ASSIGNED TASK >> Reproduce all the entries, matching the original word for word.

________

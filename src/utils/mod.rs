//! Utility modules

pub mod validation;

pub use validation::*;
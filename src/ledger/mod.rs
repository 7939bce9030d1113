//! Ledger model: securities, accounts, portfolios, plans and cross entries

pub mod account;
pub mod client;
pub mod cross_entry;
pub mod plan;
pub mod portfolio;
pub mod security;
pub mod transaction;

pub use account::*;
pub use client::*;
pub use cross_entry::*;
pub use plan::*;
pub use portfolio::*;
pub use security::*;
pub use transaction::*;
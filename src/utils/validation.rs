//! Validation of candidate records before they touch the ledger

use bigdecimal::BigDecimal;

use crate::ledger::{
    same_security, AccountTransferEntry, BuySellEntry, PortfolioTransaction,
    PortfolioTransferEntry,
};
use crate::types::*;

/// Validate that an amount is not negative
pub fn validate_non_negative_amount(amount: &Money) -> LedgerResult<()> {
    if amount.amount < BigDecimal::from(0) {
        Err(LedgerError::Validation(format!(
            "Amount must not be negative, got {}",
            amount
        )))
    } else {
        Ok(())
    }
}

/// A portfolio transaction must always name its security
pub fn validate_portfolio_transaction(transaction: &PortfolioTransaction) -> LedgerResult<()> {
    if transaction.security.is_none() {
        return Err(LedgerError::MissingSecurity(format!(
            "Portfolio transaction {} has no security",
            transaction.id
        )));
    }

    validate_non_negative_amount(&transaction.amount)
}

/// The security leg must be a buy or sell and the cash leg must mirror it
pub fn validate_buy_sell_entry(entry: &BuySellEntry) -> LedgerResult<()> {
    validate_portfolio_transaction(&entry.portfolio_transaction)?;

    let expected = match entry.portfolio_transaction.transaction_type {
        PortfolioTransactionType::Buy => AccountTransactionType::Buy,
        PortfolioTransactionType::Sell => AccountTransactionType::Sell,
        other => {
            return Err(LedgerError::MismatchedCrossEntry(format!(
                "Buy/sell entry carries a {:?} portfolio transaction",
                other
            )))
        }
    };

    if entry.account_transaction.transaction_type != expected {
        return Err(LedgerError::MismatchedCrossEntry(format!(
            "Cash leg is {:?} but security leg is {:?}",
            entry.account_transaction.transaction_type,
            entry.portfolio_transaction.transaction_type
        )));
    }

    // The cash leg may omit the security but never name another one
    if entry.account_transaction.security.is_some()
        && !same_security(
            entry.account_transaction.security.as_ref(),
            entry.portfolio_transaction.security.as_ref(),
        )
    {
        return Err(LedgerError::MismatchedCrossEntry(format!(
            "Cash leg of trade {} references a different security",
            entry.portfolio_transaction.id
        )));
    }

    if entry.account_transaction.date_time != entry.portfolio_transaction.date_time
        || entry.account_transaction.amount != entry.portfolio_transaction.amount
    {
        return Err(LedgerError::MismatchedCrossEntry(format!(
            "Legs of trade {} disagree on date or amount",
            entry.portfolio_transaction.id
        )));
    }

    Ok(())
}

pub fn validate_account_transfer(
    entry: &AccountTransferEntry,
    source: AccountId,
    target: AccountId,
) -> LedgerResult<()> {
    if source == target {
        return Err(LedgerError::InconsistentOwners(format!(
            "Account transfer from account {} to itself",
            source
        )));
    }

    if entry.source_transaction.transaction_type != AccountTransactionType::TransferOut
        || entry.target_transaction.transaction_type != AccountTransactionType::TransferIn
    {
        return Err(LedgerError::MismatchedCrossEntry(
            "Account transfer halves must be TRANSFER_OUT and TRANSFER_IN".to_string(),
        ));
    }

    validate_non_negative_amount(&entry.source_transaction.amount)?;
    validate_non_negative_amount(&entry.target_transaction.amount)
}

pub fn validate_portfolio_transfer(
    entry: &PortfolioTransferEntry,
    source: PortfolioId,
    target: PortfolioId,
) -> LedgerResult<()> {
    if source == target {
        return Err(LedgerError::InconsistentOwners(format!(
            "Portfolio transfer from portfolio {} to itself",
            source
        )));
    }

    validate_portfolio_transaction(&entry.source_transaction)?;
    validate_portfolio_transaction(&entry.target_transaction)?;

    if entry.source_transaction.transaction_type != PortfolioTransactionType::TransferOut
        || entry.target_transaction.transaction_type != PortfolioTransactionType::TransferIn
    {
        return Err(LedgerError::MismatchedCrossEntry(
            "Portfolio transfer halves must be TRANSFER_OUT and TRANSFER_IN".to_string(),
        ));
    }

    if !same_security(
        entry.source_transaction.security.as_ref(),
        entry.target_transaction.security.as_ref(),
    ) {
        return Err(LedgerError::MismatchedCrossEntry(
            "Portfolio transfer halves reference different securities".to_string(),
        ));
    }

    Ok(())
}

________

TASK RESULT >>
filename src/utils/mod.rs
//! Utility modules

pub mod validation;

pub use validation::*;
filename src/ledger/mod.rs
repository 7939bce9030d1113
//! Ledger model: securities, accounts, portfolios, plans and cross entries

pub mod account;
pub mod client;
pub mod cross_entry;
pub mod plan;
pub mod portfolio;
pub mod security;
pub mod transaction;

pub use account::*;
pub use client::*;
pub use cross_entry::*;
pub use plan::*;
pub use portfolio::*;
pub use security::*;
pub use transaction::*;
filename src/utils/validation.rs
//! Validation of candidate records before they touch the ledger

use bigdecimal::BigDecimal;

use crate::ledger::{
    same_security, AccountTransferEntry, BuySellEntry, PortfolioTransaction,
    PortfolioTransferEntry,
};
use crate::types::*;

/// Validate that an amount is not negative
pub fn validate_non_negative_amount(amount: &Money) -> LedgerResult<()> {
    if amount.amount < BigDecimal::from(0) {
        Err(LedgerError::Validation(format!(
            "Amount must not be negative, got {}",
            amount
        )))
    } else {
        Ok(())
    }
}

/// A portfolio transaction must always name its security
pub fn validate_portfolio_transaction(transaction: &PortfolioTransaction) -> LedgerResult<()> {
    if transaction.security.is_none() {
        return Err(LedgerError::MissingSecurity(format!(
            "Portfolio transaction {} has no security",
            transaction.id
        )));
    }

    validate_non_negative_amount(&transaction.amount)
}

/// The security leg must be a buy or sell and the cash leg must mirror it
pub fn validate_buy_sell_entry(entry: &BuySellEntry) -> LedgerResult<()> {
    validate_portfolio_transaction(&entry.portfolio_transaction)?;

    let expected = match entry.portfolio_transaction.transaction_type {
        PortfolioTransactionType::Buy => AccountTransactionType::Buy,
        PortfolioTransactionType::Sell => AccountTransactionType::Sell,
        other => {
            return Err(LedgerError::MismatchedCrossEntry(format!(
                "Buy/sell entry carries a {:?} portfolio transaction",
                other
            )))
        }
    };

    if entry.account_transaction.transaction_type != expected {
        return Err(LedgerError::MismatchedCrossEntry(format!(
            "Cash leg is {:?} but security leg is {:?}",
            entry.account_transaction.transaction_type,
            entry.portfolio_transaction.transaction_type
        )));
    }

    // The cash leg may omit the security but never name another one
    if entry.account_transaction.security.is_some()
        && !same_security(
            entry.account_transaction.security.as_ref(),
            entry.portfolio_transaction.security.as_ref(),
        )
    {
        return Err(LedgerError::MismatchedCrossEntry(format!(
            "Cash leg of trade {} references a different security",
            entry.portfolio_transaction.id
        )));
    }

    if entry.account_transaction.date_time != entry.portfolio_transaction.date_time
        || entry.account_transaction.amount != entry.portfolio_transaction.amount
    {
        return Err(LedgerError::MismatchedCrossEntry(format!(
            "Legs of trade {} disagree on date or amount",
            entry.portfolio_transaction.id
        )));
    }

    Ok(())
}

pub fn validate_account_transfer(
    entry: &AccountTransferEntry,
    source: AccountId,
    target: AccountId,
) -> LedgerResult<()> {
    if source == target {
        return Err(LedgerError::InconsistentOwners(format!(
            "Account transfer from account {} to itself",
            source
        )));
    }

    if entry.source_transaction.transaction_type != AccountTransactionType::TransferOut
        || entry.target_transaction.transaction_type != AccountTransactionType::TransferIn
    {
        return Err(LedgerError::MismatchedCrossEntry(
            "Account transfer halves must be TRANSFER_OUT and TRANSFER_IN".to_string(),
        ));
    }

    validate_non_negative_amount(&entry.source_transaction.amount)?;
    validate_non_negative_amount(&entry.target_transaction.amount)
}

pub fn validate_portfolio_transfer(
    entry: &PortfolioTransferEntry,
    source: PortfolioId,
    target: PortfolioId,
) -> LedgerResult<()> {
    if source == target {
        return Err(LedgerError::InconsistentOwners(format!(
            "Portfolio transfer from portfolio {} to itself",
            source
        )));
    }

    validate_portfolio_transaction(&entry.source_transaction)?;
    validate_portfolio_transaction(&entry.target_transaction)?;

    if entry.source_transaction.transaction_type != PortfolioTransactionType::TransferOut
        || entry.target_transaction.transaction_type != PortfolioTransactionType::TransferIn
    {
        return Err(LedgerError::MismatchedCrossEntry(
            "Portfolio transfer halves must be TRANSFER_OUT and TRANSFER_IN".to_string(),
        ));
    }

    if !same_security(
        entry.source_transaction.security.as_ref(),
        entry.target_transaction.security.as_ref(),
    ) {
        return Err(LedgerError::MismatchedCrossEntry(
            "Portfolio transfer halves reference different securities".to_string(),
        ));
    }

    Ok(())
}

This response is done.